Leaders, like all other people, typically go through a process whenever confronted with a radical change in the situation around them.
The first stage is denial, an effort to convince themselves and others that nothing has really changed and that the approaches they had used can still work.
The second stage is a search for an analogy, for some event or events in the past which can provide guidance on what they should do.
And only latter, and quite often after the crisis has crested, do leaders and individuals move on to an empirical approach, one in which they seek to find the specific features of the new environment in which they find themselves.
In large measure, the challenges Vladimir Putin has posed to the world were initially met by denial, especially on the part of those Western leaders who felt that if they admitted there was a problem, they would have to come up with a solution – and not having an obvious solution, they tried as best they could to deny there was a problem.
Now, they are in the time of the search for analogies, with some viewing what Putin has done as like Hitler’s actions in 1939 when he led a mobilized Germany to war against the rest of the world, with only Stalin as his temporary ally and others arguing the world is either going back to a new Cold War with its Cuban missile crisis or stumbling toward a hot one a la 1914.
Obviously, the analogies leaders choose matter, because they will inevitably select from the flood of information those “facts” which confirm their point of view; and consequently, it is terribly important not only to consider the limits of the analogies on offer – Putin isn’t Hitler, Russia isn’t the USSR, and no archduke is traveling to Sarajevo – but to examine others as well.

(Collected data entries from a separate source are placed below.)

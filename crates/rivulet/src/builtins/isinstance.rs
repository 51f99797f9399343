//! Implementation of the isinstance() and issubclass() builtin functions.

use super::Builtins;
use crate::{
    args::ArgValues,
    bytecode::vm::VM,
    exception::{ExcType, RunResult},
    heap::{Heap, HeapData},
    io::PrintWriter,
    resource::ResourceTracker,
    types::ExcClass,
    value::Value,
};

/// Implementation of the isinstance() builtin function.
///
/// Checks if an object is an instance of a class or a tuple of classes.
pub fn builtin_isinstance(vm: &mut VM<'_, impl ResourceTracker, impl PrintWriter>, args: ArgValues) -> RunResult<Value> {
    let (obj, classinfo) = args.get_two_args("isinstance")?;
    let class = obj.class_of(vm.heap);
    match subclass_check(&class, &classinfo, vm.heap) {
        Some(result) => Ok(Value::Bool(result)),
        None => Err(ExcType::type_error(
            "isinstance() arg 2 must be a type, a tuple of types, or a union",
        )),
    }
}

/// Implementation of the issubclass() builtin function.
pub fn builtin_issubclass(vm: &mut VM<'_, impl ResourceTracker, impl PrintWriter>, args: ArgValues) -> RunResult<Value> {
    let (class, classinfo) = args.get_two_args("issubclass")?;
    if !is_class(&class, vm.heap) {
        return Err(ExcType::type_error("issubclass() arg 1 must be a class"));
    }
    match subclass_check(&class, &classinfo, vm.heap) {
        Some(result) => Ok(Value::Bool(result)),
        None => Err(ExcType::type_error(
            "issubclass() arg 2 must be a class, a tuple of classes, or a union",
        )),
    }
}

fn is_class(value: &Value, heap: &Heap<impl ResourceTracker>) -> bool {
    match value {
        Value::ExcType(_) => true,
        Value::Builtin(b) => b.is_type(),
        Value::Ref(id) => matches!(heap.get(*id), HeapData::Class(_)),
        _ => false,
    }
}

/// Whether `class` derives from `classinfo` (a class or a nested tuple of classes);
/// `None` when `classinfo` is not a class.
///
/// Supports:
/// - Builtin types, with `bool` a subclass of `int` and everything a subclass of `object`
/// - Exception hierarchies, including user classes deriving from builtin exceptions
/// - User classes through their lookup order
fn subclass_check(class: &Value, classinfo: &Value, heap: &Heap<impl ResourceTracker>) -> Option<bool> {
    match classinfo {
        Value::Builtin(Builtins::Object) => Some(true),
        Value::Builtin(target) if target.is_type() => Some(match class {
            Value::Builtin(b) => b == target || (*b == Builtins::Bool && *target == Builtins::Int),
            _ => false,
        }),
        Value::ExcType(_) => Some(match class {
            Value::ExcType(t) => ExcClass::Builtin(*t).is_subclass_of(classinfo, heap),
            Value::Ref(id) => match heap.get(*id) {
                HeapData::Class(c) => c.exc_base.is_some() && ExcClass::User(*id).is_subclass_of(classinfo, heap),
                _ => false,
            },
            _ => false,
        }),
        Value::Ref(target) => match heap.get(*target) {
            HeapData::Tuple(options) => {
                for option in options {
                    if subclass_check(class, option, heap)? {
                        return Some(true);
                    }
                }
                Some(false)
            }
            HeapData::Class(_) => Some(match class {
                Value::Ref(id) => match heap.get(*id) {
                    HeapData::Class(c) => c.derives_from(*target),
                    _ => false,
                },
                _ => false,
            }),
            _ => None,
        },
        _ => None,
    }
}
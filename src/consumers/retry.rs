//! # Retry Escalator
//!
//! Stateless mapping from a failure count to a delay-tier publish. The
//! broker is the clock: a failed URL is published to the matching tier
//! queue with a broker-side delay, reappears for the DLX re-entry
//! consumer when the delay elapses, and reaches the terminal sink once
//! the ladder is exhausted. There is no timer or scheduler here.

use std::sync::Arc;
use std::time::Duration;
use tracing::{error, info, warn};

use crate::config::RetryConfig;
use crate::error::Result;
use crate::messaging::queues::{RETRY_TERMINAL, RETRY_TIER_A, RETRY_TIER_B, RETRY_TIER_C};
use crate::messaging::{BrokerClient, RetryEnvelope};

/// Where a failure count lands on the ladder
#[derive(Debug, Clone, Copy, PartialEq, Eq)]
pub enum Escalation {
    /// Re-enters the work path through a delay tier
    Tier {
        queue: &'static str,
        delay_secs: u64,
    },
    /// Ladder exhausted: terminal sink, no further retries
    Exhausted,
}

/// Pure tier decision for a post-increment failure count
pub fn escalate(retry_count: u32, config: &RetryConfig) -> Escalation {
    match retry_count {
        0 | 1 => Escalation::Tier {
            queue: RETRY_TIER_A,
            delay_secs: config.tier_a_delay_secs,
        },
        2 => Escalation::Tier {
            queue: RETRY_TIER_B,
            delay_secs: config.tier_b_delay_secs,
        },
        3 => Escalation::Tier {
            queue: RETRY_TIER_C,
            delay_secs: config.tier_c_delay_secs,
        },
        _ => Escalation::Exhausted,
    }
}

/// Publishes retry envelopes according to the ladder
#[derive(Debug, Clone)]
pub struct RetryEscalator<B: BrokerClient> {
    broker: Arc<B>,
    config: RetryConfig,
}

impl<B: BrokerClient> RetryEscalator<B> {
    pub fn new(broker: Arc<B>, config: RetryConfig) -> Self {
        Self { broker, config }
    }

    /// Publish the failure to its tier (delayed) or to the terminal sink.
    /// The caller owns the local failed-URL set and updates it when the
    /// returned escalation is [`Escalation::Exhausted`].
    pub async fn dispatch(&self, url: &str, retry_count: u32) -> Result<Escalation> {
        let envelope = RetryEnvelope::new(url, retry_count);
        let escalation = escalate(retry_count, &self.config);

        match escalation {
            Escalation::Tier { queue, delay_secs } => {
                warn!(
                    url,
                    retry_count, queue, delay_secs, "scrape failed, scheduling retry"
                );
                self.broker
                    .publish_delayed(queue, &envelope, Duration::from_secs(delay_secs))
                    .await?;
            }
            Escalation::Exhausted => {
                error!(url, retry_count, "retry ladder exhausted, routing to terminal sink");
                self.broker.publish(RETRY_TERMINAL, &envelope).await?;
                info!(url, "URL recorded in terminal sink");
            }
        }

        Ok(escalation)
    }
}

#[cfg(test)]
mod tests {
    use super::*;

    fn config() -> RetryConfig {
        RetryConfig {
            tier_a_delay_secs: 300,
            tier_b_delay_secs: 600,
            tier_c_delay_secs: 900,
        }
    }

    #[test]
    fn ladder_maps_counts_to_increasing_tiers() {
        assert_eq!(
            escalate(1, &config()),
            Escalation::Tier {
                queue: RETRY_TIER_A,
                delay_secs: 300
            }
        );
        assert_eq!(
            escalate(2, &config()),
            Escalation::Tier {
                queue: RETRY_TIER_B,
                delay_secs: 600
            }
        );
        assert_eq!(
            escalate(3, &config()),
            Escalation::Tier {
                queue: RETRY_TIER_C,
                delay_secs: 900
            }
        );
    }

    #[test]
    fn fourth_failure_and_beyond_are_exhausted() {
        assert_eq!(escalate(4, &config()), Escalation::Exhausted);
        assert_eq!(escalate(17, &config()), Escalation::Exhausted);
    }
}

“The situation is very reminiscent of the last months of Stalin’s life (the winter of 1952-1953). Then, Stalin was completely seriously preparing for a nuclear war.”
As in 1952-1953 with regard to Stalin’s plans, most of Putin’s entourage are “disappointed in Putin” and in his break with the West, which undermines their personal wealth and goals, he continues. There are exceptions, of course, like Nikolai Patrushev who has called for making use of nuclear weapons as a threat, something Putin has accepted.
There is thus an objective basis for an elite move against Putin, “but there is no institutional mechanism or decisive group of people capable of taking a step so needed for the survival of Russia and possibly the entire world,” Piontkovsky says.
At least at the end of Stalin’s time, there was a Politburo whose “task above all was putting limits on the possibilities of the power of the first person.” Its members pushed out Lenin, dispatched Stalin, and removed Khrushchev. In short, it “was a defense mechanism against the insanity of the top man.”
Tragically, in Putin’s Russia, “there is no such mechanism.”